Rapporteur : Mme Julie FLORENT

Commissaire du gouvernement : Mme JANICOT

Avocat : CANDON


REPUBLIQUE FRANCAISE

AU NOM DU PEUPLE FRANCAIS

Vu la procédure suivante :

Procédure contentieuse antérieure :

MM. A... C... et B... D... ont demandé au tribunal administratif de Versailles d'annuler l'arrêté du 27 septembre 2024 par lequel la préfète de l'Essonne les a mis en demeure de quitter les lieux qu'ils occupent 140 avenue Charles de Gaulle à Morangis dans un délai de vingt-quatre heures.

Par un jugement n° 2408461 du 4 octobre 2024, la magistrate désignée par la présidente du tribunal administratif de Versailles a rejeté leur demande.
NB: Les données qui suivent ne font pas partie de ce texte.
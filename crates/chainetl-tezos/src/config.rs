//! Fluent builder API for creating crawlers.
//!
//! # Example
//!
//! ```rust,no_run
//! use chainetl_tezos::CrawlerBuilder;
//!
//! let config = CrawlerBuilder::new()
//!     .id("mainnet")
//!     .start_height(1)
//!     .max_reorg_depth(32)
//!     .snapshot_path("/var/lib/chainetl/snapshots")
//!     .snapshot_interval(100_000)
//!     .build_config();
//! ```

use std::path::PathBuf;
use std::sync::Arc;

use chainetl_core::config::CrawlerConfig;
use chainetl_core::error::IndexerError;
use chainetl_core::retry::RetryConfig;
use chainetl_core::store::TableStore;

use crate::builder::BlockPools;
use crate::crawler::Crawler;
use crate::rpc::RawClient;

/// Fluent builder for [`CrawlerConfig`] and [`Crawler`].
#[derive(Default)]
pub struct CrawlerBuilder {
    config: CrawlerConfig,
    pools: Option<BlockPools>,
}

impl CrawlerBuilder {
    pub fn new() -> Self {
        Self::default()
    }

    /// Start from an existing configuration, e.g. one read from a file.
    pub fn from_config(config: CrawlerConfig) -> Self {
        Self {
            config,
            pools: None,
        }
    }

    /// Set the crawler ID (used in logs).
    pub fn id(mut self, id: impl Into<String>) -> Self {
        self.config.id = id.into();
        self
    }

    /// Set the first height indexed into an empty store.
    pub fn start_height(mut self, height: u64) -> Self {
        self.config.start_height = height;
        self
    }

    /// Stop once this height is committed.
    pub fn stop_height(mut self, height: u64) -> Self {
        self.config.stop_height = Some(height);
        self
    }

    /// Set the head polling interval in milliseconds.
    pub fn poll_interval_ms(mut self, ms: u64) -> Self {
        self.config.poll_interval_ms = ms;
        self
    }

    pub fn max_reorg_depth(mut self, depth: u64) -> Self {
        self.config.max_reorg_depth = depth;
        self
    }

    /// Enable or disable per-block consistency checks.
    pub fn validate(mut self, on: bool) -> Self {
        self.config.validate = on;
        self
    }

    /// Backoff between failed poll cycles.
    pub fn retry(mut self, retry: RetryConfig) -> Self {
        self.config.retry = retry;
        self
    }

    pub fn snapshot_path(mut self, path: impl Into<PathBuf>) -> Self {
        self.config.snapshot.path = Some(path.into());
        self
    }

    /// Snapshot every `n` blocks.
    pub fn snapshot_interval(mut self, n: u64) -> Self {
        self.config.snapshot.block_interval = n;
        self
    }

    /// Snapshot at these exact heights.
    pub fn snapshot_blocks(mut self, heights: impl IntoIterator<Item = u64>) -> Self {
        self.config.snapshot.blocks.extend(heights);
        self
    }

    /// Override the object pool capacities.
    pub fn pools(mut self, pools: BlockPools) -> Self {
        self.pools = Some(pools);
        self
    }

    /// Build the `CrawlerConfig`.
    pub fn build_config(self) -> CrawlerConfig {
        self.config
    }

    /// Check the configuration and assemble an uninitialised crawler.
    pub fn build<C, S>(self, client: Arc<C>, store: Arc<S>) -> Result<Crawler<C, S>, IndexerError>
    where
        C: RawClient + 'static,
        S: TableStore + 'static,
    {
        self.config.check()?;
        let crawler = Crawler::new(self.config, client, store);
        Ok(match self.pools {
            Some(pools) => crawler.with_pools(pools),
            None => crawler,
        })
    }
}

#[cfg(test)]
mod tests {
    use super::*;
    use crate::mock::{self, MockNode};
    use chainetl_core::status::{CrawlerState, SyncMode};
    use chainetl_storage::MemoryStore;

    #[test]
    fn builder_defaults() {
        let cfg = CrawlerBuilder::new().build_config();
        assert_eq!(cfg.id, "default");
        assert_eq!(cfg.max_reorg_depth, 64);
        assert!(cfg.validate);
        assert!(cfg.stop_height.is_none());
    }

    #[test]
    fn builder_custom() {
        let cfg = CrawlerBuilder::new()
            .id("ghostnet")
            .start_height(100)
            .stop_height(200)
            .max_reorg_depth(4)
            .validate(false)
            .snapshot_path("/tmp/snap")
            .snapshot_interval(50)
            .snapshot_blocks([120, 150])
            .build_config();

        assert_eq!(cfg.id, "ghostnet");
        assert_eq!(cfg.start_height, 100);
        assert_eq!(cfg.stop_height, Some(200));
        assert_eq!(cfg.max_reorg_depth, 4);
        assert!(!cfg.validate);
        assert_eq!(cfg.snapshot.path, Some(PathBuf::from("/tmp/snap")));
        assert_eq!(cfg.snapshot.block_interval, 50);
        assert_eq!(cfg.snapshot.blocks, vec![120, 150]);
    }

    #[test]
    fn build_rejects_bad_config() {
        let node = Arc::new(MockNode::new(mock::constants()));
        let store = Arc::new(MemoryStore::new());
        let res = CrawlerBuilder::new()
            .start_height(10)
            .stop_height(5)
            .build(node, store);
        assert!(matches!(res, Err(IndexerError::Config(_))));
    }

    #[tokio::test]
    async fn build_runs_to_stop_height() {
        let node = Arc::new(MockNode::new(mock::constants()));
        node.push_chain(mock::chain("A", 0, 4));
        let store = Arc::new(MemoryStore::new());
        let mut crawler = CrawlerBuilder::new()
            .stop_height(2)
            .poll_interval_ms(5)
            .pools(BlockPools::new(1, 16, 16))
            .build(node, store)
            .unwrap();
        crawler.init(SyncMode::Sync).await.unwrap();
        crawler.start().unwrap();
        crawler.wait().await.unwrap();
        assert_eq!(crawler.status().state, CrawlerState::Stopped);
        assert_eq!(crawler.status().height, Some(2));
    }
}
Procédure devant la cour :

Par une requête, enregistrée le 5 octobre 2024, et un mémoire enregistré le 19 janvier 2025, non communiqué, MM. C... et D..., représentés par Me Candon, avocat, demandent à la cour dans le dernier état de leurs écritures :

1°) d'annuler ce jugement ;

2°) d'annuler, pour excès de pouvoir, cet arrêté ;

3°) de mettre à la charge de l'Etat la somme de 1 800 euros sur le fondement de l'article L. 761-1 du code de justice administrative.

Ils soutiennent que :
- le jugement attaqué est insuffisamment motivé en ce qu'il ne répond pas au moyen tiré de ce que l'arrêté de délégation de signature ne vise pas les mises en demeure de quitter les lieux adressées aux gens du voyage, ni à celui tiré de ce que l'arrêté est dépourvu de base légale et est constitutif d'une grave et illégale discrimination dès lors que le maire ne dispose d'aucun pouvoir pour interdire le stationnement à une catégorie de la population sur l'ensemble de sa commune ;
- en l'absence d'élément nouveau, l'arrêté attaqué méconnaît l'autorité de chose jugée par le tribunal administratif de Versailles dans son jugement n° 2407432 du 30 août 2024 qui ne constitue pas une ordonnance de référé mais un jugement rendu en application de l'article R. 779-1 du code de justice administrative ;
- l'arrêté attaqué a été signé par une autorité incompétente, la décision en cause ne figurant pas au sein de la délégation produite ;
- l'arrêté du maire de Morangis du 11 juillet 2019 ne pouvait fonder l'arrêté attaqué dès lors que le pouvoir de police spéciale en matière de gestion des aires d'accueil des gens du voyage relevait de la compétence de l'établissement public territorial Grand Orly Seine Bièvre ; l'arrêté est dépourvu de base légale et est constitutif d'une grave et illégale discrimination dès lors que les pouvoirs de police générale du maire ne lui permettent pas d'interdire le stationnement à une catégorie de la population sur l'ensemble de sa commune ; par ailleurs, l'arrêté de renonciation au transfert des compétences de police spéciale du président de l'établissement public territorial Grand Orly Seine Bièvre n'avait pas de portée rétroactive, n'était pas exécutoire et n'émanait pas d'une autorité compétente, la métropole du Grand Paris étant seule compétente en la matière ; en outre, l'aire d'accueil de Morangis ne remplissait plus, et depuis longtemps, sa mission d'accueil puisque cette aire était dédiée à des familles sédentarisées, empêchant les voyageurs en caravane de s'y installer ; cette aire doit ainsi être regardée comme fermée ou comme n'étant pas mise à disposition des gens du voyage conformément à l'article 1er de la loi du 5 juillet 2000 ;
- l'arrêté attaqué a été pris en méconnaissance de l'article 9 de la loi du 5 juillet 2000 en l'absence d'atteinte à la salubrité, à la sécurité ou à la tranquillité publique ;
- l'arrêté attaqué a été pris en méconnaissance de l'article 9 de la loi du 5 juillet 2000 dès lors que le délai de vingt-quatre heures était insuffisant.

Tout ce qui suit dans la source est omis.